You can hear the accountability in the worship of the Church when a particular bishop in commemorated. You can see the accountability on websites and letterheads when you see the logo of the Archdiocese. Even sacraments are certified by canonical hierarchs of the Church. Nothing is done in the Church without accountability.

At its core, this is very unamerican. Our society is built upon individualism and entrepreneurism. We tend to mistrust corporations and governments. They have earned our distrust by their lack of integrity, but that should not ‘spill over’ into our mistrust of the Church.

We trust the Church is guided by the Holy Spirit. Christ promised as much. It was the Holy Spirit that called Paul and Barnabas through the Church. It is the Church, and only the Church that sends out workers for the mission of the Gospel.

Who is the Church? The Church is you and I together, clergy and laity together. We are the Church when we act like the Church. If we encounter someone who is teaching outside the Church, without the credentials of the Church, and without accountability to the Church, it is they who we should mistrust rather than the Church. There are no free agents in the Church.


  1. Helen on May 16, 2023 at 2:19 pm

    It is not the “certification” that makes someone worthy of trust. I have heard many “credentialed” clergy and others with theology degrees within the Church that are far from the Truth. Some even heretical. Those that have the Holy Spirit are those that I trust, regardless of credentials, and that is obtained through the Sacramental life of the Church, prayer, reading the Bible and Church fathers, etc., and the fruits of the Spirit are evident in those that have it. You don’t need a degree to know God. I have met many “uncredentialed” Orthodox that have far more faith and wisdom than some of our “credentialed” clergy and theologians, and I have learned from their example of faith. Anyone can be a missionary in their own way if they feel called by God to go make disciples of all nations, as He commanded us.

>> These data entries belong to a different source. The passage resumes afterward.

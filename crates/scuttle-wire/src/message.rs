//! Replication protocol messages

use std::collections::BTreeSet;

use bytes::{Buf, BufMut};

use scuttle_core::{FeedId, Frontier, News, ScuttleError, ScuttleResult};

use crate::{ensure, get_feed_set, get_frontier, get_news, put_feed_set, put_frontier, put_news};

/// Message type tags
#[derive(Clone, Copy, Debug, PartialEq, Eq, Hash)]
#[repr(u8)]
pub enum MessageType {
    Ids = 0x10,
    Frontier = 0x11,
    News = 0x12,
}

impl MessageType {
    pub fn from_byte(b: u8) -> Option<Self> {
        match b {
            0x10 => Some(MessageType::Ids),
            0x11 => Some(MessageType::Frontier),
            0x12 => Some(MessageType::News),
            _ => None,
        }
    }

    #[inline]
    pub fn to_byte(self) -> u8 {
        self as u8
    }

    pub fn name(self) -> &'static str {
        match self {
            MessageType::Ids => "ids",
            MessageType::Frontier => "frontier",
            MessageType::News => "news",
        }
    }
}

/// One step of a replication session
#[derive(Clone, Debug, PartialEq, Eq)]
pub enum ProtocolMessage {
    /// Feeds the sender replicates, exchanged first under open replication
    Ids(BTreeSet<FeedId>),
    /// Last index per feed the sender holds
    Frontier(Frontier),
    /// Events the receiver is missing according to its frontier
    News(News),
}

impl ProtocolMessage {
    pub fn message_type(&self) -> MessageType {
        match self {
            ProtocolMessage::Ids(_) => MessageType::Ids,
            ProtocolMessage::Frontier(_) => MessageType::Frontier,
            ProtocolMessage::News(_) => MessageType::News,
        }
    }

    pub fn encode(&self, buf: &mut impl BufMut) {
        buf.put_u8(self.message_type().to_byte());
        match self {
            ProtocolMessage::Ids(feeds) => put_feed_set(buf, feeds),
            ProtocolMessage::Frontier(frontier) => put_frontier(buf, frontier),
            ProtocolMessage::News(news) => put_news(buf, news),
        }
    }

    pub fn decode(buf: &mut impl Buf) -> ScuttleResult<Self> {
        ensure(buf, 1)?;
        let tag = buf.get_u8();
        match MessageType::from_byte(tag) {
            Some(MessageType::Ids) => Ok(ProtocolMessage::Ids(get_feed_set(buf)?)),
            Some(MessageType::Frontier) => Ok(ProtocolMessage::Frontier(get_frontier(buf)?)),
            Some(MessageType::News) => Ok(ProtocolMessage::News(get_news(buf)?)),
            None => Err(ScuttleError::UnknownMessageType(tag)),
        }
    }

    /// Number of events carried, zero for anything but news
    pub fn event_count(&self) -> usize {
        match self {
            ProtocolMessage::News(news) => news.values().map(Vec::len).sum(),
            _ => 0,
        }
    }
}

#[cfg(test)]
mod tests {
    use super::*;
    use bytes::BytesMut;
    use scuttle_core::{Content, Event};
    use scuttle_crypto::{sign_event, Identity};

    fn roundtrip(message: &ProtocolMessage) -> ProtocolMessage {
        let mut buf = BytesMut::new();
        message.encode(&mut buf);
        let mut reader = buf.freeze();
        let decoded = ProtocolMessage::decode(&mut reader).unwrap();
        assert!(!reader.has_remaining());
        decoded
    }

    #[test]
    fn test_ids_and_frontier_roundtrip() {
        let ids: BTreeSet<FeedId> = [FeedId([1; 32]), FeedId([2; 32])].into_iter().collect();
        let ids_msg = ProtocolMessage::Ids(ids);
        assert_eq!(roundtrip(&ids_msg), ids_msg);

        let frontier: Frontier = [(FeedId([1; 32]), 3)].into_iter().collect();
        let frontier_msg = ProtocolMessage::Frontier(frontier);
        assert_eq!(roundtrip(&frontier_msg), frontier_msg);
    }

    #[test]
    fn test_news_roundtrip() {
        let identity = Identity::from_bytes(&[5u8; 32]);
        let event = sign_event(
            &identity,
            Event::unsigned(identity.feed_id(), None, 1, Content::Post(b"hello".to_vec())),
        );
        let mut news = News::new();
        news.insert(identity.feed_id(), vec![event]);
        news.insert(FeedId([9; 32]), Vec::new());

        let message = ProtocolMessage::News(news);
        assert_eq!(message.event_count(), 1);
        assert_eq!(roundtrip(&message), message);
    }

    #[test]
    fn test_unknown_message_type() {
        let mut reader: &[u8] = &[0x42, 0, 0, 0, 0];
        assert_eq!(
            ProtocolMessage::decode(&mut reader),
            Err(ScuttleError::UnknownMessageType(0x42))
        );
    }
}
//! Transmissions on the medium

use bytes::Bytes;

use scuttle_core::{RelayId, Tick, TopicId};

/// A flooded packet, sequenced per originating relay
#[derive(Debug, Clone, PartialEq, Eq)]
pub struct Wave {
    /// Relay that created the wave
    pub source: RelayId,
    /// Position in the source's stream, starting at 0
    pub sequence: u64,
    /// Encoded `Packet`
    pub payload: Bytes,
    pub created_at: Tick,
    /// Relay that put this copy on the air
    pub forwarder: RelayId,
}

impl Wave {
    pub fn new(source: RelayId, sequence: u64, payload: Bytes, created_at: Tick) -> Self {
        Self {
            source,
            sequence,
            payload,
            created_at,
            forwarder: source,
        }
    }

    /// Copy of this wave re-broadcast by `relay`
    pub fn forwarded_by(&self, relay: RelayId) -> Self {
        Self {
            forwarder: relay,
            ..self.clone()
        }
    }
}

/// Ask neighbors for the waves of `target` from `from_sequence` on
#[derive(Debug, Clone, Copy, PartialEq, Eq)]
pub struct ArqRequest {
    pub requester: RelayId,
    pub target: RelayId,
    pub from_sequence: u64,
}

/// Anything a relay puts on the air
#[derive(Debug, Clone, PartialEq, Eq)]
pub enum Transmission {
    Wave(Wave),
    Arq(ArqRequest),
}

impl Transmission {
    /// Relay physically transmitting
    pub fn sender(&self) -> RelayId {
        match self {
            Transmission::Wave(wave) => wave.forwarder,
            Transmission::Arq(request) => request.requester,
        }
    }

    pub fn is_wave(&self) -> bool {
        matches!(self, Transmission::Wave(_))
    }

    /// Bytes on the air, headers excluded
    pub fn payload_len(&self) -> usize {
        match self {
            Transmission::Wave(wave) => wave.payload.len(),
            Transmission::Arq(_) => 0,
        }
    }
}

/// Who an application payload is for
#[derive(Debug, Clone, Copy, PartialEq, Eq)]
pub enum Address {
    Relay(RelayId),
    Topic(TopicId),
}

/// Addressed payload handed to the application at its destination
#[derive(Debug, Clone, PartialEq, Eq)]
pub struct AppMessage {
    /// Relay that sent it
    pub from: RelayId,
    pub address: Address,
    pub payload: Bytes,
    pub sent_at: Tick,
    pub received_at: Tick,
}

impl AppMessage {
    /// Ticks from sending to delivery
    pub fn latency(&self) -> u64 {
        self.received_at.since(self.sent_at)
    }
}

#[cfg(test)]
mod tests {
    use super::*;

    #[test]
    fn test_forwarding_keeps_identity() {
        let wave = Wave::new(RelayId(1), 4, Bytes::from_static(b"abc"), Tick(9));
        assert_eq!(wave.forwarder, RelayId(1));

        let copy = wave.forwarded_by(RelayId(7));
        assert_eq!(copy.forwarder, RelayId(7));
        assert_eq!(copy.source, wave.source);
        assert_eq!(copy.sequence, wave.sequence);
        assert_eq!(copy.payload, wave.payload);
    }

    #[test]
    fn test_sender() {
        let wave = Wave::new(RelayId(1), 0, Bytes::new(), Tick(0)).forwarded_by(RelayId(2));
        assert_eq!(Transmission::Wave(wave).sender(), RelayId(2));

        let arq = ArqRequest {
            requester: RelayId(5),
            target: RelayId(1),
            from_sequence: 3,
        };
        assert_eq!(Transmission::Arq(arq).sender(), RelayId(5));
        assert!(!Transmission::Arq(arq).is_wave());
    }
}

    • Be Transfigured Ministries on May 17, 2023 at 8:07 am

      Thank you for you comment, but you are not entirely understanding the ancient example of the Church. It was the Apostles that were sent forth to make disciples as we hear in Matthew’s Gospel. The ancient example, which has been maintained throughout history is for missionaries to be sent by the Church. It is the Church that is trusted. Even when clergy (and laity) ‘go rogue’ and turn from the faith, it the Church that has always acted to correct. Even Saint Paul was sent by, and corrected by, the Church. Throughout history is was the free agents that ‘went rogue’ and entered into heresy, and it was the Church that corrected them.